En el caso de la política internacional Trump está jugando sus bazas, si se puede hablar así, frente a unos actores que tienen una idea muy distinta del tiempo, de las reglas del juego y de las dificultades. El presidente chino es el heredero de un imperio milenario que ha pasado por una revolución que ha cambiado muchas cosas, pero, en el fondo nada esencial en la cultura política china, se parece mucho más a un emperador de hace un par de siglos que a cualquier líder de un partido comunista, y algo muy similar cabe decir de Putin que ha llegado a dirigir Rusia con mano de hierro tras pasar por los estrechos callejones del inescrutable poder primero soviético y ahora no, pero que sigue siendo a muchos efectos, el poder de una monarquía absoluta sin la menor mezcla de controles liberales, aunque con cierto riesgo de que te pase lo que le ocurrió al último de los zares.
Trump da la sensación de vivir al ritmo del show business en el que él mismo adquirió su primera notoriedad, pero es muy discutible que el legendario aparato de la Unión, Defensa, Estado, Cámaras y judicatura, por no hablar del poder financiero, acepten sin rechistar ponerse a funcionar con un régimen que les es extraño por completo y ahí puede tener don Donald sus primeros tropezones, con jueces exaltados, congresistas díscolos, diplomáticos refinados, militares patriotas o banqueros que vean que se podrían ir a pique negocios enteros. Los EEUU no son el tío Gilito que se bañaba en una habitación rebosante de dólares y oro, deben lo que no está escrito y si a Trump le falla el mecanismo previsto para frenar ese cáncer no parece razonable pensar que lo pueda arreglar con una bronca en directo al jefe de la Reserva Federal, aunque lo cambie previamente.

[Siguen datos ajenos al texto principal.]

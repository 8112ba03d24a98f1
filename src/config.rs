//! Session Configuration
//!
//! Options recognized by a session, the connection options handed to the
//! provider, and composition of namespace URLs from host, port and namespace.

use serde::{Deserialize, Serialize};
use std::path::Path;
use std::time::Duration;
use url::Url;

use crate::error::{SessionError, SessionResult};

/// Root namespace identity
pub const ROOT_NAMESPACE: &str = "/";

/// Default wait for an ack before the callback receives a timeout
pub const DEFAULT_ACK_TIMEOUT_MS: u64 = 500;

/// Whole milliseconds of `duration`, saturating at `u64::MAX`
pub(crate) fn duration_millis(duration: Duration) -> u64 {
    u64::try_from(duration.as_millis()).unwrap_or(u64::MAX)
}

/// Transport mechanisms a provider may negotiate
#[derive(Debug, Clone, Copy, PartialEq, Eq, Serialize, Deserialize)]
#[serde(rename_all = "lowercase")]
pub enum TransportKind {
    /// HTTP long-polling
    Polling,
    /// Persistent WebSocket
    WebSocket,
}

/// Options forwarded to the connection provider
#[derive(Debug, Clone, PartialEq, Eq, Serialize, Deserialize)]
#[serde(default)]
pub struct ConnectOptions {
    /// Always create a dedicated manager instead of sharing one per endpoint
    pub force_new: bool,
    /// Let the provider reconnect after a failure
    pub reconnection_enabled: bool,
    /// Reconnection attempts before giving up (`None` retries forever)
    #[serde(skip_serializing_if = "Option::is_none")]
    pub reconnection_attempts: Option<u32>,
    /// Open the connection as soon as the manager is created
    pub auto_connect: bool,
    /// Handshake timeout in milliseconds
    pub connect_timeout_ms: u64,
    /// Server path the provider connects to
    pub path: String,
    /// Allowed transports in negotiation order
    pub transports: Vec<TransportKind>,
}

impl Default for ConnectOptions {
    fn default() -> Self {
        Self {
            force_new: false,
            reconnection_enabled: true,
            reconnection_attempts: None,
            auto_connect: true,
            connect_timeout_ms: 20_000,
            path: "/socket.io".to_string(),
            transports: vec![TransportKind::Polling, TransportKind::WebSocket],
        }
    }
}

impl ConnectOptions {
    /// Copy of these options restricted to the single WebSocket transport
    pub fn websocket_only(&self) -> Self {
        Self {
            transports: vec![TransportKind::WebSocket],
            ..self.clone()
        }
    }
}

/// Complete session configuration
#[derive(Debug, Clone, PartialEq, Eq, Serialize, Deserialize)]
pub struct SessionConfig {
    /// Host, optionally prefixed with a scheme (`https://live.example.com`)
    pub host: String,
    pub port: u16,
    #[serde(default = "default_namespace")]
    pub namespace: String,
    #[serde(default)]
    pub connection: ConnectOptions,
    #[serde(default = "default_true")]
    pub use_ack_timers: bool,
    #[serde(default = "default_ack_timeout_ms")]
    pub ack_timeout_ms: u64,
}

fn default_namespace() -> String {
    ROOT_NAMESPACE.to_string()
}

fn default_true() -> bool {
    true
}

fn default_ack_timeout_ms() -> u64 {
    DEFAULT_ACK_TIMEOUT_MS
}

impl SessionConfig {
    /// Create a configuration for the root namespace with default options
    pub fn new(host: impl Into<String>, port: u16) -> Self {
        Self {
            host: host.into(),
            port,
            namespace: default_namespace(),
            connection: ConnectOptions::default(),
            use_ack_timers: true,
            ack_timeout_ms: DEFAULT_ACK_TIMEOUT_MS,
        }
    }

    /// Set the namespace
    pub fn with_namespace(mut self, namespace: impl Into<String>) -> Self {
        self.namespace = namespace.into();
        self
    }

    /// Set the connection options
    pub fn with_connection(mut self, connection: ConnectOptions) -> Self {
        self.connection = connection;
        self
    }

    /// Set the default ack timeout
    pub fn with_ack_timeout(mut self, timeout: Duration) -> Self {
        self.ack_timeout_ms = duration_millis(timeout);
        self
    }

    /// Enable or disable ack timers
    pub fn with_ack_timers(mut self, enabled: bool) -> Self {
        self.use_ack_timers = enabled;
        self
    }

    /// Parse a configuration from TOML text
    pub fn from_toml_str(text: &str) -> SessionResult<Self> {
        let config: SessionConfig = toml::from_str(text)?;
        config.validate()?;
        Ok(config)
    }

    /// Load a configuration from a TOML file
    pub fn from_file(path: impl AsRef<Path>) -> SessionResult<Self> {
        let path = path.as_ref();
        let text = std::fs::read_to_string(path).map_err(|e| {
            SessionError::InvalidConfig(format!("Cannot read {}: {}", path.display(), e))
        })?;
        Self::from_toml_str(&text)
    }

    /// Check the configuration for values no provider can use
    pub fn validate(&self) -> SessionResult<()> {
        if self.host.trim().is_empty() {
            return Err(SessionError::InvalidConfig("host is empty".to_string()));
        }
        if self.port == 0 {
            return Err(SessionError::InvalidConfig("port must be non-zero".to_string()));
        }
        if self.use_ack_timers && self.ack_timeout_ms == 0 {
            return Err(SessionError::InvalidConfig(
                "ack_timeout_ms must be non-zero when ack timers are enabled".to_string(),
            ));
        }
        Endpoint::new(&self.host, self.port)?;
        Ok(())
    }

    /// Default ack timeout as a duration
    pub fn ack_timeout(&self) -> Duration {
        Duration::from_millis(self.ack_timeout_ms)
    }

    /// Endpoint described by host and port
    pub fn endpoint(&self) -> SessionResult<Endpoint> {
        Endpoint::new(&self.host, self.port)
    }
}

/// Target endpoint: one physical connection, shared by every namespace on it
#[derive(Debug, Clone, PartialEq, Eq, Hash)]
pub struct Endpoint {
    scheme: String,
    host: String,
    port: u16,
}

impl Endpoint {
    /// Build an endpoint from a host (with or without scheme) and a port
    pub fn new(host: &str, port: u16) -> SessionResult<Self> {
        let host = host.trim().trim_end_matches('/');
        let (scheme, host) = match host.split_once("://") {
            Some((scheme, rest)) => (scheme.to_ascii_lowercase(), rest),
            None => ("http".to_string(), host),
        };
        if host.is_empty() {
            return Err(SessionError::InvalidConfig("host is empty".to_string()));
        }

        let endpoint = Self {
            scheme,
            host: host.to_string(),
            port,
        };
        Url::parse(&endpoint.base_url())?;
        Ok(endpoint)
    }

    /// Well-known port of a scheme
    pub fn default_port(scheme: &str) -> Option<u16> {
        match scheme {
            "http" | "ws" => Some(80),
            "https" | "wss" => Some(443),
            _ => None,
        }
    }

    pub fn scheme(&self) -> &str {
        &self.scheme
    }

    pub fn host(&self) -> &str {
        &self.host
    }

    pub fn port(&self) -> u16 {
        self.port
    }

    /// `scheme://host[:port]`, port omitted when it is the scheme default.
    ///
    /// This string keys shared managers.
    pub fn base_url(&self) -> String {
        if Self::default_port(&self.scheme) == Some(self.port) {
            format!("{}://{}", self.scheme, self.host)
        } else {
            format!("{}://{}:{}", self.scheme, self.host, self.port)
        }
    }

    /// Path a namespace occupies on the endpoint: `/` for root, `/<name>` otherwise
    pub fn namespace_path(namespace: &str) -> String {
        let name = namespace.trim_start_matches('/');
        if name.is_empty() {
            ROOT_NAMESPACE.to_string()
        } else {
            format!("/{}", name)
        }
    }

    /// Full URL of a namespace on this endpoint
    pub fn namespace_url(&self, namespace: &str) -> SessionResult<Url> {
        let url = Url::parse(&format!("{}{}", self.base_url(), Self::namespace_path(namespace)))?;
        Ok(url)
    }
}

impl std::fmt::Display for Endpoint {
    fn fmt(&self, f: &mut std::fmt::Formatter<'_>) -> std::fmt::Result {
        f.write_str(&self.base_url())
    }
}
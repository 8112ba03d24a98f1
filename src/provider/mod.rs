//! Connection Provider
//!
//! The collaborator contract the session is written against. A provider owns
//! the physical transport (framing, TLS, encoding, reconnection backoff); this
//! crate only drives it through these traits.
//!
//! - [`Connector`] creates managers, one per physical connection
//! - [`Manager`] multiplexes namespaces and reports connection-level events
//! - [`Socket`] is one namespace on a manager
//! - [`ManagerPool`] shares managers per endpoint and tears them down when
//!   their last namespace leaves
//!
//! Implementations must tolerate `off` being called from inside a handler
//! they are currently dispatching.

pub mod pool;

#[cfg(any(test, feature = "memory-provider"))]
pub mod memory;

use serde_json::Value;
use std::sync::Arc;
use url::Url;

use crate::config::ConnectOptions;
use crate::error::SessionResult;
use crate::events::ListenerId;

pub use pool::{ManagerPool, PoolLease};

/// Reason a provider reports for a disconnect requested by the client itself
pub const CLIENT_DISCONNECT_REASON: &str = "io client disconnect";

/// Connection state of a manager
#[derive(Debug, Clone, Copy, PartialEq, Eq)]
pub enum ReadyState {
    Closed,
    Opening,
    Open,
}

/// Connection-level events reported by a manager
#[derive(Debug, Clone, PartialEq)]
pub enum ManagerEvent {
    /// The physical connection is open
    Open,
    /// An attempt to open the connection failed
    ConnectError(String),
    /// An attempt to open the connection timed out
    ConnectTimeout,
    /// Reconnected after `n` attempts
    Reconnect(u32),
    /// About to attempt reconnection number `n`
    ReconnectAttempt(u32),
    /// Reconnection number `n` is in progress
    Reconnecting(u32),
    /// A reconnection attempt failed
    ReconnectError(String),
    /// Every reconnection attempt failed
    ReconnectFailed,
}

/// Lifecycle events reported by a namespace socket
#[derive(Debug, Clone, PartialEq)]
pub enum SocketEvent {
    Connect,
    Disconnect(String),
    Error(String),
    Reconnect(u32),
    ReconnectAttempt(u32),
    Reconnecting(u32),
    ReconnectError(Option<String>),
    ReconnectFailed,
}

/// Handler for an inbound protocol message
pub type MessageHandler = Arc<dyn Fn(&[Value]) + Send + Sync>;

/// One-shot response to an emitted message
pub type SocketAck = Box<dyn FnOnce(Vec<Value>) + Send>;

/// Handler for socket lifecycle events
pub type SocketEventHandler = Arc<dyn Fn(&SocketEvent) + Send + Sync>;

/// Handler for manager events
pub type ManagerEventHandler = Arc<dyn Fn(&ManagerEvent) + Send + Sync>;

/// Creates managers; one call per physical connection
pub trait Connector: Send + Sync {
    /// Create a manager for an endpoint URL
    fn connect(&self, endpoint: &Url, options: &ConnectOptions) -> SessionResult<Arc<dyn Manager>>;
}

/// One physical connection multiplexing namespaces
pub trait Manager: Send + Sync {
    /// Endpoint URL this manager connects to
    fn uri(&self) -> String;

    fn ready_state(&self) -> ReadyState;

    /// Whether the connection opens without an explicit `Socket::open`
    fn auto_connect(&self) -> bool;

    /// Whether the reconnection policy is enabled
    fn reconnection(&self) -> bool;

    /// Socket for a namespace path (`/`, `/name`) on this connection
    fn socket(&self, namespace: &str) -> SessionResult<Arc<dyn Socket>>;

    /// Delete a namespace entry from the registry
    fn remove_namespace(&self, namespace: &str);

    /// Namespaces currently registered
    fn namespace_count(&self) -> usize;

    fn on(&self, handler: ManagerEventHandler) -> ListenerId;

    fn off(&self, id: ListenerId) -> bool;

    /// Tear down the physical connection
    fn close(&self);
}

/// One namespace on a manager
pub trait Socket: Send + Sync {
    /// Session id assigned by the server, while connected
    fn id(&self) -> Option<String>;

    fn namespace(&self) -> String;

    fn connected(&self) -> bool;

    /// Ask the manager to connect this namespace
    fn open(&self);

    fn disconnect(&self);

    /// Register for lifecycle events
    fn subscribe(&self, handler: SocketEventHandler) -> ListenerId;

    /// Register for a protocol message
    fn on(&self, event: &str, handler: MessageHandler) -> ListenerId;

    fn off(&self, id: ListenerId) -> bool;

    fn remove_all_listeners(&self);

    /// Send a message, optionally asking the peer for a one-shot response
    fn emit(&self, action: &str, data: Value, ack: Option<SocketAck>);
}
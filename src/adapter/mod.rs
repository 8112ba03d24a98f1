//! Connection Adapter Module
//!
//! One namespace link per adapter, translated into canonical signals.

mod connection;
mod state;

pub use connection::{AckCallback, ConnectionAdapter, StartCallback};
pub use state::{AdapterSignal, ConnectionState};
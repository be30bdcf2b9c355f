//! Error dialog component

use super::base::{key_hint, render_dialog, DialogConfig};
use ratatui::{style::Color, text::Span, Frame};

/// Render the front of the error queue; `queued` counts it too
pub fn render_error_dialog(frame: &mut Frame, error_message: &str, queued: usize) {
    let mut hint = vec![Span::raw("Press ")];
    hint.extend(key_hint("Enter"));
    hint.push(Span::raw(" or "));
    hint.extend(key_hint("Esc"));
    hint.push(Span::raw(" to dismiss"));
    if queued > 1 {
        hint.push(Span::styled(
            format!("  (+{} more)", queued - 1),
            ratatui::style::Style::default().fg(Color::DarkGray),
        ));
    }

    render_dialog(
        frame,
        DialogConfig {
            title: "Error",
            title_color: Color::Red,
            border_color: Color::Red,
            message: error_message,
            hint: Some(hint),
            max_width: 60,
        },
    );
}
//! Hosted backend access: auth, tables and document storage

mod client;
mod error;
mod records;
pub mod service;
mod traits;

pub use client::RestClient;
pub use error::BackendError;
pub use records::{
    ApplicationRecord, DocumentRecord, Profile, Session, SubmissionRecord, TimelineEntry,
};
pub use traits::BackendApi;

#[cfg(test)]
pub use traits::MockBackendApi;
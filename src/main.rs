//! Taxfiler TUI - Terminal User Interface for filing Pakistani income tax
//!
//! A Ratatui-based TUI for estimating salary tax and filing personal
//! returns through the hosted taxfiler backend.

mod app;
mod backend;
mod config;
mod flow;
mod platform;
mod state;
mod tax;
mod ui;

use anyhow::Result;
use app::App;
use crossterm::{
    event::{self, Event, KeyCode, KeyEventKind, KeyModifiers},
    execute,
    terminal::{disable_raw_mode, enable_raw_mode, EnterAlternateScreen, LeaveAlternateScreen},
};
use ratatui::{backend::CrosstermBackend, Terminal};
use std::io;
use std::time::Duration;
use tracing_subscriber::{layer::SubscriberExt, util::SubscriberInitExt};

#[tokio::main]
async fn main() -> Result<()> {
    // Initialize logging
    tracing_subscriber::registry()
        .with(
            tracing_subscriber::EnvFilter::try_from_default_env()
                .unwrap_or_else(|_| "taxfiler_tui=info".into()),
        )
        .with(tracing_subscriber::fmt::layer().with_writer(io::stderr))
        .init();

    // Create app before touching the terminal so config errors print normally
    let mut app = App::new()?;

    // Setup terminal
    enable_raw_mode()?;
    let mut stdout = io::stdout();
    execute!(stdout, EnterAlternateScreen)?;
    let backend = CrosstermBackend::new(stdout);
    let mut terminal = Terminal::new(backend)?;

    let result = run_app(&mut terminal, &mut app).await;

    // Restore terminal
    disable_raw_mode()?;
    execute!(terminal.backend_mut(), LeaveAlternateScreen)?;
    terminal.show_cursor()?;

    // Handle any errors
    if let Err(err) = result {
        eprintln!("Error: {err:?}");
        std::process::exit(1);
    }

    Ok(())
}

async fn run_app<B: ratatui::backend::Backend>(
    terminal: &mut Terminal<B>,
    app: &mut App,
) -> Result<()> {
    loop {
        // Pick up finished background work before drawing
        app.poll_background();

        terminal.draw(|frame| ui::draw(frame, app))?;

        // Poll faster while a submission is in flight
        let poll_duration = if app.has_pending_submission() {
            Duration::from_millis(50)
        } else {
            Duration::from_millis(100)
        };

        if event::poll(poll_duration)? {
            if let Event::Key(key) = event::read()? {
                if key.kind != KeyEventKind::Press {
                    continue;
                }

                // Global quit: Ctrl+C
                if key.code == KeyCode::Char('c') && key.modifiers.contains(KeyModifiers::CONTROL)
                {
                    return Ok(());
                }

                app.handle_key(key).await?;
            }
        }

        // Check if app wants to quit
        if app.should_quit() {
            return Ok(());
        }
    }
}
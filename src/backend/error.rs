//! Backend error types

use thiserror::Error;

/// Errors raised by backend calls; they always propagate to the caller
#[derive(Debug, Error)]
pub enum BackendError {
    #[error("network error: {0}")]
    Network(String),
    #[error("session expired or credentials rejected")]
    Unauthorized,
    #[error("backend returned {status}: {message}")]
    Http { status: u16, message: String },
    #[error("unexpected response: {0}")]
    Decode(String),
    #[error("backend returned no record")]
    EmptyResponse,
    #[error("could not read {path}: {source}")]
    File {
        path: String,
        #[source]
        source: std::io::Error,
    },
}

impl BackendError {
    pub fn is_auth_error(&self) -> bool {
        matches!(self, BackendError::Unauthorized)
    }

    /// Short message suitable for the error dialog
    pub fn user_message(&self) -> String {
        match self {
            BackendError::Network(_) => {
                "Could not reach the server. Check your connection and try again.".to_string()
            }
            BackendError::Unauthorized => {
                "Your session has expired. Please sign in again.".to_string()
            }
            other => other.to_string(),
        }
    }
}

impl From<reqwest::Error> for BackendError {
    fn from(err: reqwest::Error) -> Self {
        if err.is_decode() {
            BackendError::Decode(err.to_string())
        } else {
            BackendError::Network(err.to_string())
        }
    }
}

#[cfg(test)]
mod tests {
    use super::*;

    #[test]
    fn test_auth_error_detection() {
        assert!(BackendError::Unauthorized.is_auth_error());
        assert!(!BackendError::EmptyResponse.is_auth_error());
    }

    #[test]
    fn test_user_message_hides_network_detail() {
        let err = BackendError::Network("dns error: tcp connect".to_string());
        assert!(!err.user_message().contains("dns"));
        assert_eq!(
            BackendError::Unauthorized.user_message(),
            "Your session has expired. Please sign in again."
        );
    }

    #[test]
    fn test_http_error_display() {
        let err = BackendError::Http {
            status: 409,
            message: "duplicate key".to_string(),
        };
        assert_eq!(err.to_string(), "backend returned 409: duplicate key");
    }
}
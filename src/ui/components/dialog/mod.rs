//! Dialog components for TUI

mod base;
mod confirm_dialog;
mod error_dialog;

pub use confirm_dialog::render_confirm_dialog;
pub use error_dialog::render_error_dialog;
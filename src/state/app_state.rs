//! Application state definitions

use super::forms::{CalculatorForm, LoginForm, StepForm};
use crate::backend::{
    ApplicationRecord, DocumentRecord, Profile, Session, SubmissionRecord, TimelineEntry,
};
use crate::tax::DEFAULT_TAX_YEAR;
use std::collections::{BTreeMap, VecDeque};

/// Current view in the application; each maps to one path
#[derive(Debug, Clone, Copy, PartialEq, Eq, Default)]
pub enum View {
    #[default]
    Login,
    Dashboard,
    ApplicationDetail,
    TaxCalculator,
    Filing,
    Confirmation,
}

impl View {
    pub const ALL: [View; 6] = [
        View::Login,
        View::Dashboard,
        View::ApplicationDetail,
        View::TaxCalculator,
        View::Filing,
        View::Confirmation,
    ];

    pub fn path(&self) -> &'static str {
        match self {
            Self::Login => "/login",
            Self::Dashboard => "/dashboard",
            Self::ApplicationDetail => "/application",
            Self::TaxCalculator => "/tax-calculator",
            Self::Filing => "/personal-tax-filing",
            Self::Confirmation => "/submission",
        }
    }

    /// Resolve a path, ignoring a trailing slash
    pub fn from_path(path: &str) -> Option<View> {
        let trimmed = path.trim();
        let normalized = if trimmed.len() > 1 {
            trimmed.trim_end_matches('/')
        } else {
            trimmed
        };
        Self::ALL.into_iter().find(|v| v.path() == normalized)
    }

    pub fn title(&self) -> &'static str {
        match self {
            Self::Login => "Sign In",
            Self::Dashboard => "Dashboard",
            Self::ApplicationDetail => "Application",
            Self::TaxCalculator => "Salary Tax Calculator",
            Self::Filing => "Personal Tax Filing",
            Self::Confirmation => "Submission",
        }
    }

    /// Views that need a signed-in session
    pub fn requires_session(&self) -> bool {
        !matches!(self, Self::Login | Self::TaxCalculator)
    }

    /// Views skipped when walking back through history
    pub fn is_transient(&self) -> bool {
        matches!(self, Self::Login | Self::Confirmation)
    }
}

/// View parameters for navigation
#[derive(Debug, Clone, Default, PartialEq, Eq)]
pub struct ViewParams {
    pub application_id: Option<String>,
}

/// Destructive action waiting for a yes/no answer
#[derive(Debug, Clone, PartialEq, Eq)]
pub enum ConfirmAction {
    /// Discard the in-progress filing and start over
    ResetFiling,
    DeleteApplication { id: String, label: String },
    SignOut,
}

impl ConfirmAction {
    pub fn title(&self) -> &'static str {
        match self {
            Self::ResetFiling => "Start Over",
            Self::DeleteApplication { .. } => "Delete Draft",
            Self::SignOut => "Sign Out",
        }
    }

    pub fn message(&self) -> String {
        match self {
            Self::ResetFiling => {
                "Discard everything entered for this return and start from the first step?"
                    .to_string()
            }
            Self::DeleteApplication { label, .. } => format!("Delete the draft {label}?"),
            Self::SignOut => "Sign out of your account?".to_string(),
        }
    }
}

/// Main application state
pub struct AppState {
    // Navigation
    pub current_view: View,
    pub view_params: ViewParams,
    pub view_history: Vec<(View, ViewParams)>,
    /// Where to land after signing in
    pub after_login: Option<View>,

    // Auth
    pub session: Option<Session>,
    pub profile: Option<Profile>,

    // Data
    pub applications: Vec<ApplicationRecord>,
    pub timeline: Vec<TimelineEntry>,
    pub documents: Vec<DocumentRecord>,
    pub submissions: Vec<SubmissionRecord>,
    pub last_submission: Option<SubmissionRecord>,

    // Selection
    pub selected_index: usize,
    pub scroll_offset: usize,
    /// Highlighted row in the review step's section list
    pub review_index: usize,

    // Forms
    pub login_form: LoginForm,
    pub login_errors: BTreeMap<String, String>,
    pub calculator_form: CalculatorForm,
    pub step_form: Option<StepForm>,

    // UI state
    pub errors: VecDeque<String>,
    pub confirm_action: Option<ConfirmAction>,
    pub submitting: bool,
}

impl Default for AppState {
    fn default() -> Self {
        Self {
            current_view: View::default(),
            view_params: ViewParams::default(),
            view_history: Vec::new(),
            after_login: None,
            session: None,
            profile: None,
            applications: Vec::new(),
            timeline: Vec::new(),
            documents: Vec::new(),
            submissions: Vec::new(),
            last_submission: None,
            selected_index: 0,
            scroll_offset: 0,
            review_index: 0,
            login_form: LoginForm::new(),
            login_errors: BTreeMap::new(),
            calculator_form: CalculatorForm::new(DEFAULT_TAX_YEAR),
            step_form: None,
            errors: VecDeque::new(),
            confirm_action: None,
            submitting: false,
        }
    }
}

impl AppState {
    /// Queue an error for the modal error dialog
    pub fn push_error(&mut self, message: String) {
        self.errors.push_back(message);
    }

    pub fn has_errors(&self) -> bool {
        !self.errors.is_empty()
    }

    /// The error currently on screen
    pub fn current_error(&self) -> Option<&str> {
        self.errors.front().map(String::as_str)
    }

    pub fn dismiss_error(&mut self) {
        self.errors.pop_front();
    }

    pub fn is_signed_in(&self) -> bool {
        self.session.is_some()
    }

    /// Drop the session and everything fetched with it
    pub fn clear_session(&mut self) {
        self.session = None;
        self.profile = None;
        self.applications.clear();
        self.timeline.clear();
        self.documents.clear();
        self.submissions.clear();
        self.last_submission = None;
        self.step_form = None;
        self.submitting = false;
        self.reset_selection();
    }

    /// Move selection down
    pub fn move_selection_down(&mut self, max: usize) {
        if max > 0 && self.selected_index < max - 1 {
            self.selected_index += 1;
        }
    }

    /// Move selection up
    pub fn move_selection_up(&mut self) {
        self.selected_index = self.selected_index.saturating_sub(1);
    }

    /// Reset selection
    pub fn reset_selection(&mut self) {
        self.selected_index = 0;
        self.scroll_offset = 0;
    }

    pub fn scroll_down(&mut self) {
        self.scroll_offset = self.scroll_offset.saturating_add(1);
    }

    pub fn scroll_up(&mut self) {
        self.scroll_offset = self.scroll_offset.saturating_sub(1);
    }

    pub fn selected_application(&self) -> Option<&ApplicationRecord> {
        self.applications.get(self.selected_index)
    }

    /// Latest submission filed for an application
    pub fn submission_for(&self, application_id: &str) -> Option<&SubmissionRecord> {
        self.submissions
            .iter()
            .find(|s| s.application_id == application_id)
    }

    /// The application shown in the detail view
    pub fn viewed_application(&self) -> Option<&ApplicationRecord> {
        let id = self.view_params.application_id.as_deref()?;
        self.applications.iter().find(|a| a.id == id)
    }
}

#[cfg(test)]
mod tests {
    use super::*;
    use pretty_assertions::assert_eq;

    fn application(id: &str) -> ApplicationRecord {
        ApplicationRecord {
            id: id.to_string(),
            user_id: "u".to_string(),
            service_type: "personal-tax-filing".to_string(),
            status: "draft".to_string(),
            tax_year: None,
            reference_number: None,
            data: serde_json::Value::Null,
            created_at: None,
            updated_at: None,
        }
    }

    #[test]
    fn test_view_path_round_trip() {
        for view in View::ALL {
            assert_eq!(View::from_path(view.path()), Some(view));
        }
    }

    #[test]
    fn test_view_from_path_tolerates_trailing_slash() {
        assert_eq!(View::from_path("/dashboard/"), Some(View::Dashboard));
        assert_eq!(View::from_path(" /tax-calculator "), Some(View::TaxCalculator));
        assert_eq!(View::from_path("/nowhere"), None);
        assert_eq!(View::from_path("/"), None);
    }

    #[test]
    fn test_session_gating() {
        assert!(!View::Login.requires_session());
        assert!(!View::TaxCalculator.requires_session());
        assert!(View::Filing.requires_session());
        assert!(View::Dashboard.requires_session());
    }

    #[test]
    fn test_error_queue_is_fifo() {
        let mut state = AppState::default();
        assert!(!state.has_errors());
        state.push_error("first".to_string());
        state.push_error("second".to_string());
        assert_eq!(state.current_error(), Some("first"));
        state.dismiss_error();
        assert_eq!(state.current_error(), Some("second"));
        state.dismiss_error();
        assert!(!state.has_errors());
    }

    #[test]
    fn test_selection_bounds() {
        let mut state = AppState::default();
        state.move_selection_up();
        assert_eq!(state.selected_index, 0);
        state.move_selection_down(2);
        state.move_selection_down(2);
        assert_eq!(state.selected_index, 1);
        state.move_selection_down(0);
        assert_eq!(state.selected_index, 1);
    }

    #[test]
    fn test_clear_session_drops_user_data() {
        let mut state = AppState {
            session: Some(Session {
                user_id: "u".to_string(),
                email: "e@example.pk".to_string(),
                access_token: "t".to_string(),
            }),
            applications: vec![application("a1")],
            selected_index: 1,
            ..Default::default()
        };
        state.clear_session();
        assert!(!state.is_signed_in());
        assert!(state.applications.is_empty());
        assert_eq!(state.selected_index, 0);
    }

    #[test]
    fn test_viewed_application_uses_params() {
        let state = AppState {
            applications: vec![application("a1"), application("a2")],
            view_params: ViewParams {
                application_id: Some("a2".to_string()),
            },
            ..Default::default()
        };
        assert_eq!(state.viewed_application().map(|a| a.id.as_str()), Some("a2"));
    }

    #[test]
    fn test_confirm_action_messages() {
        let action = ConfirmAction::DeleteApplication {
            id: "a1".to_string(),
            label: "2024-2025".to_string(),
        };
        assert_eq!(action.title(), "Delete Draft");
        assert!(action.message().contains("2024-2025"));
    }
}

El mundo está cambiando más que nunca y Trump puede ser no sólo un síntoma sino un agente muy poderoso en ese cambio, pero lo que no está claro es que la clave de su supuesto poder pueda seguir siendo su capacidad de sorprender, un carisma que da para unas semanas, pero no para cuatro años. Por eso no es arriesgado suponer que lo que está pasando no es lo que vemos, sino lo que no vemos y que no se verá, si es que llega a suceder, hasta que no se despejen los humos de una oposición dispuesta a negarle al presidente hasta el aire que respira, una resistencia que no responda a la enemistad política sino a que la realidad siempre se acaba vengando de las caricaturas con las que la confunden.
Cuando lo que no está a la vista aflore y sea algo distinto a lo de ese congresista que fue expulsado de la cámara por gritón, sólo entonces se verá si Trump ha venido a matar un dragón que no es invencible o qué demonios ocurre, si el dragón se lo lleva por delante o cualquiera de las partes del mundo que no domina le da una sorpresa inesperada que le obliga a sentarse y a despachar pausadamente no con Musk sino con muchas de esas gentes a las que pensó que podría despedir, como hacía en la tele.
De momento, Trump está siendo un experimento, incluso un test decisivo, si se quiere, pero la sabiduría más prudente y serena se expresó por boca de don Eugenio D’Ors cuando advirtió aquello de que los experimentos se hacen con gaseosa, no con champan.